SUPPLIED MATERIAL:
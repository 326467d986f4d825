//! Integration tests for asm8.
//!
//! These tests exercise the public API end-to-end, verifying that assembly
//! source text is correctly translated into the expected instruction words.

use asm8::{assemble, assemble_flat, AsmError, Assembler, Fields, RegisterPair, Span};

fn words(src: &str) -> Vec<(u16, u16)> {
    assemble(src).unwrap().iter().collect()
}

// ============================================================================
// One-Shot API
// ============================================================================

#[test]
fn one_shot_nop() {
    assert_eq!(assemble_flat("nop").unwrap(), vec![0x00, 0x00]);
}

#[test]
fn one_shot_halt() {
    assert_eq!(assemble_flat("halt").unwrap(), vec![0x09, 0x00]);
}

#[test]
fn one_shot_empty_source() {
    assert!(assemble("").unwrap().is_empty());
    assert!(assemble("# only a comment\n/* and a block */\n").unwrap().is_empty());
}

#[test]
fn one_shot_little_endian() {
    assert_eq!(assemble_flat("ldi r3, 0x42").unwrap(), vec![0x48, 0x42]);
}

#[test]
fn semicolon_separates_statements() {
    assert_eq!(
        words("nop; halt; ldi r0, 1"),
        [(0, 0x0000), (2, 0x0009), (4, 0x0118)]
    );
}

// ============================================================================
// Concrete scenarios
// ============================================================================

/// `ldi` at 0, six moves, then a literal relative jump at 14 landing on 0x20.
#[test]
fn scenario_literal_relative_jump() {
    let src = "\
    ldi r0, 0x00
    mv r1, r0
    mv r2, r0
    mv r3, r0
    mv r4, r0
    mv r5, r0
    mv r6, r0
    jreli +18
";
    let image = assemble(src).unwrap();
    assert_eq!(image.len(), 8);
    assert_eq!(image.get(0), Some(0x0018));
    for (i, addr) in (2..=12).step_by(2).enumerate() {
        let word = image.get(addr).unwrap();
        assert_eq!(Fields(word).rd(), i as u16 + 2, "rd of mv at {addr}");
        assert_eq!(Fields(word).rs(), 1, "rs of mv at {addr}");
    }
    let jump = image.get(14).unwrap();
    assert_eq!(jump, 0x1209);
    assert_eq!(Fields(jump).disp8(), 18);
    assert_eq!(Fields(jump).relative_target(14), Some(0x20));
}

/// Two definitions of `1:`; forward and backward references pick the
/// nearest in the right direction.
#[test]
fn scenario_local_labels() {
    let src = "\
1:  nop
    j 1f
    nop
    j 1b
.org 0x20
1:  nop
target:
";
    let mut asm = Assembler::new();
    asm.emit(src).unwrap();
    let result = asm.finish().unwrap();
    let image = result.image();

    let forward = image.get(2).unwrap();
    assert_eq!(Fields(forward).relative_target(2), Some(0x20));
    let backward = image.get(6).unwrap();
    assert_eq!(Fields(backward).relative_target(6), Some(0));
    assert_eq!(result.label_address("target"), Some(0x22));
}

/// A forward local reference from the very first word.
#[test]
fn scenario_forward_local_from_origin() {
    let image = assemble("j 1f\n1: halt").unwrap();
    let jump = image.get(0).unwrap();
    assert_eq!(jump, 0x0209);
    assert_eq!(Fields(jump).relative_target(0), Some(2));
    assert_eq!(image.get(2), Some(0x0009));
}

/// Labels may be spelled like mnemonics, condition mnemonics or registers,
/// and are found again from any jump-target operand.
#[test]
fn labels_spelled_like_reserved_words() {
    assert_eq!(words("test: nop"), [(0, 0x0000)]);

    let image = assemble("test: nop\nj test").unwrap();
    assert_eq!(Fields(image.get(2).unwrap()).relative_target(2), Some(0));

    let image = assemble("b: nop\nb.z b").unwrap();
    assert_eq!(Fields(image.get(2).unwrap()).relative_target(2), Some(0));

    let image = assemble("r0: nop\nj r0").unwrap();
    assert_eq!(Fields(image.get(2).unwrap()).relative_target(2), Some(0));

    let image = assemble("j r1r0\nr1r0: halt").unwrap();
    assert_eq!(Fields(image.get(0).unwrap()).relative_target(0), Some(2));
}

#[test]
fn scenario_negative_immediate() {
    let neg = assemble("ldi r0, -42").unwrap().get(0).unwrap();
    let pos = assemble("ldi r0, 214").unwrap().get(0).unwrap();
    assert_eq!(neg, pos);
    assert_eq!(Fields(neg).imm8(), 214);
    let plain = assemble("ldi r0, 42").unwrap().get(0).unwrap();
    assert_eq!(Fields(plain).imm8(), 42);
}

#[test]
fn scenario_org_leaves_gap() {
    let image = assemble("nop\nnop\nnop\nnop\n.org 0x20\nhalt").unwrap();
    for addr in 8..0x20 {
        assert_eq!(image.get(addr), None, "address {addr:#x} should be empty");
    }
    assert_eq!(image.get(0x20), Some(0x0009));
    let flat = image.to_bytes(0xAA);
    assert_eq!(flat.len(), 0x22);
    assert!(flat[8..0x20].iter().all(|&b| b == 0xAA));
}

// ============================================================================
// Encoding families
// ============================================================================

#[test]
fn alu_family() {
    let src = "\
    not r0
    neg r1
    shll r2
    shlc r3
    shrl r4
    shrc r5
    shra r6
    fswap r0
    fr r1
    fw r2
";
    let expected = [
        0x0011, 0x0121, 0x0231, 0x0341, 0x0451, 0x0561, 0x0671, 0x0711, 0x0821, 0x0931,
    ];
    let got: Vec<u16> = words(src).into_iter().map(|(_, w)| w).collect();
    assert_eq!(got, expected);
}

#[test]
fn binary_alu_family() {
    let src = "\
    add r0, r1
    addc r0, r1
    sub r0, r1
    subc r0, r1
    and r0, r1
    or r0, r1
    xor r0, r1
    cmp r0, r1
    test r0, r1
";
    let got: Vec<u16> = words(src).into_iter().map(|(_, w)| w).collect();
    let expected: Vec<u16> = (1..=9).map(|op| (op << 12) | 0x0211).collect();
    assert_eq!(got, expected);
}

#[test]
fn immediate_family() {
    assert_eq!(
        words("addi r0, 1\nandi r0, 0x0F\nori r0, 0x80\ntesti r0, -1"),
        [(0, 0x011C), (2, 0x0F1D), (4, 0x801E), (6, 0xFF1F)]
    );
    assert_eq!(
        words("addci r1, 3\nxori r1, -8\ncmpi r1, 0"),
        [(0, 0xA321), (2, 0xB821), (4, 0xC021)]
    );
}

#[test]
fn jump_family() {
    assert_eq!(
        words("jr r1r0\njabsr r3r2\njro r4\njrelr r5"),
        [(0, 0x3100), (2, 0x3300), (4, 0x2500), (6, 0x2600)]
    );
}

#[test]
fn conditional_family() {
    assert_eq!(
        words("br.ult r5r4\nbro.sle r0\ncmv.ugt r1, r2\ncldi.no r3, 7"),
        [(0, 0x3530), (2, 0x21E0), (4, 0xB322), (6, 0x9743)]
    );
}

#[test]
fn mnemonics_and_registers_case_insensitive() {
    assert_eq!(words("LDI R1, 0X10\nB.NZ 0"), words("ldi r1, 0x10\nb.nz 0"));
}

#[test]
fn numeric_bases() {
    let src = "ldi r0, 0b1010\nldi r0, 0o12\nldi r0, 10\nldi r0, 0xA\nldi r0, 1_0";
    let image = assemble(src).unwrap();
    let values: Vec<u8> = image.iter().map(|(_, w)| Fields(w).imm8()).collect();
    assert_eq!(values, [10, 10, 10, 10, 10]);
}

#[test]
fn register_pair_round_trip() {
    let pairs = ["r1r0", "r2r1", "r3r2", "r4r3", "r5r4", "r6r5"];
    for (low, text) in pairs.iter().enumerate() {
        let word = assemble(&format!("jr {text}")).unwrap().get(0).unwrap();
        let pair = RegisterPair::from_field(Fields(word).rs()).unwrap();
        assert_eq!(pair.low().index() as usize, low);
        assert_eq!(pair.high().index() as usize, low + 1);
        assert_eq!(pair.to_string(), *text);
    }
}

// ============================================================================
// Builder API
// ============================================================================

#[test]
fn builder_emit_and_finish() {
    let mut asm = Assembler::new();
    asm.emit("main:").unwrap();
    asm.emit("  ldi r0, 3").unwrap();
    asm.emit("1: addi r0, -1\n  b.nz 1b").unwrap();
    asm.emit("  jr r1r0").unwrap();
    let result = asm.finish().unwrap();
    assert_eq!(result.image().len(), 4);
    assert_eq!(result.labels(), &[(String::from("main"), 0)]);
    assert_eq!(Fields(result.image().get(4).unwrap()).disp8(), -2);
}

#[test]
fn builder_into_image() {
    let mut asm = Assembler::new();
    asm.emit(".org 0x100\nstart: halt").unwrap();
    let image = asm.finish().unwrap().into_image();
    assert_eq!(image.start(), Some(0x100));
    assert_eq!(image.end(), 0x102);
}

#[test]
fn builder_listing() {
    let mut asm = Assembler::new();
    asm.enable_listing();
    asm.emit("loop: b.z loop").unwrap();
    let listing = asm.finish().unwrap().listing();
    assert_eq!(
        listing,
        "0000:        loop:\n0000:  0049  b.z      loop  # -> 0000\n"
    );
}

// ============================================================================
// Errors
// ============================================================================

#[test]
fn error_unknown_mnemonic() {
    let err = assemble("frobnicate r0").unwrap_err();
    assert!(matches!(err, AsmError::Syntax { .. } | AsmError::Lex { .. }));
    assert_eq!(err.span().map(|s| s.line), Some(1));
}

#[test]
fn error_unterminated_block_comment() {
    let err = assemble("nop\n/* never closed\nnop").unwrap_err();
    assert!(matches!(err, AsmError::Lex { .. }));
    assert_eq!(err.span(), Some(Span::new(2, 1, 4, 2)));
}

#[test]
fn error_missing_condition_suffix() {
    assert!(matches!(
        assemble("b loop\nloop: nop"),
        Err(AsmError::Syntax { .. })
    ));
}

#[test]
fn error_unexpected_condition_suffix() {
    assert!(matches!(
        assemble("add.z r0, r1"),
        Err(AsmError::Syntax { .. })
    ));
}

#[test]
fn error_wrong_operand_kind() {
    assert!(matches!(
        assemble("mv r0, 5"),
        Err(AsmError::Syntax { .. })
    ));
    assert!(matches!(assemble("jr r0"), Err(AsmError::Syntax { .. })));
    assert!(matches!(assemble("jr r0r1"), Err(AsmError::Syntax { .. })));
    assert!(matches!(assemble("ldi r0"), Err(AsmError::Syntax { .. })));
    assert!(matches!(assemble("nop r0"), Err(AsmError::Syntax { .. })));
}

#[test]
fn error_unresolved_symbol() {
    assert_eq!(
        assemble("j missing").unwrap_err(),
        AsmError::UnresolvedSymbol {
            label: "missing".into(),
            span: Span::new(1, 3, 2, 7),
        }
    );
    assert!(matches!(
        assemble("1: j 1f"),
        Err(AsmError::UnresolvedSymbol { .. })
    ));
    assert!(matches!(
        assemble("j 1b\n1: nop"),
        Err(AsmError::UnresolvedSymbol { .. })
    ));
}

#[test]
fn error_duplicate_label() {
    assert!(matches!(
        assemble("a: nop\na: nop"),
        Err(AsmError::DuplicateLabel { .. })
    ));
}

#[test]
fn error_immediate_out_of_range() {
    assert!(matches!(
        assemble("ldi r0, 256"),
        Err(AsmError::ImmediateOutOfRange { value: 256, .. })
    ));
    assert!(matches!(
        assemble("ldi r0, -129"),
        Err(AsmError::ImmediateOutOfRange { value: -129, .. })
    ));
}

#[test]
fn error_displacement_out_of_range() {
    let err = assemble("j far\n.org 0x80\nfar: nop").unwrap_err();
    assert!(matches!(
        err,
        AsmError::DisplacementOutOfRange { disp: 128, .. }
    ));
    assert!(err.to_string().contains("'far'"));
}

#[test]
fn error_org_backward_collision() {
    let err = assemble("nop\nnop\nnop\n.org 2\nnop").unwrap_err();
    assert!(matches!(
        err,
        AsmError::AddressCollision { address: 2, .. }
    ));
    let err = assemble("nop\nnop\n.org 1\nnop").unwrap_err();
    assert!(matches!(err, AsmError::AddressCollision { address: 1, .. }));
}

#[test]
fn error_messages_carry_position() {
    let err = assemble("nop\n  ldi r0, 300").unwrap_err();
    assert_eq!(
        err.to_string(),
        "2:11: immediate value 300 out of range [-128..255]"
    );
}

WHAT IS EXPECTED:
Where a line of the data contains "plain", include it in the tally, and answer with the tally alone.

YOUR SOLUTION:
2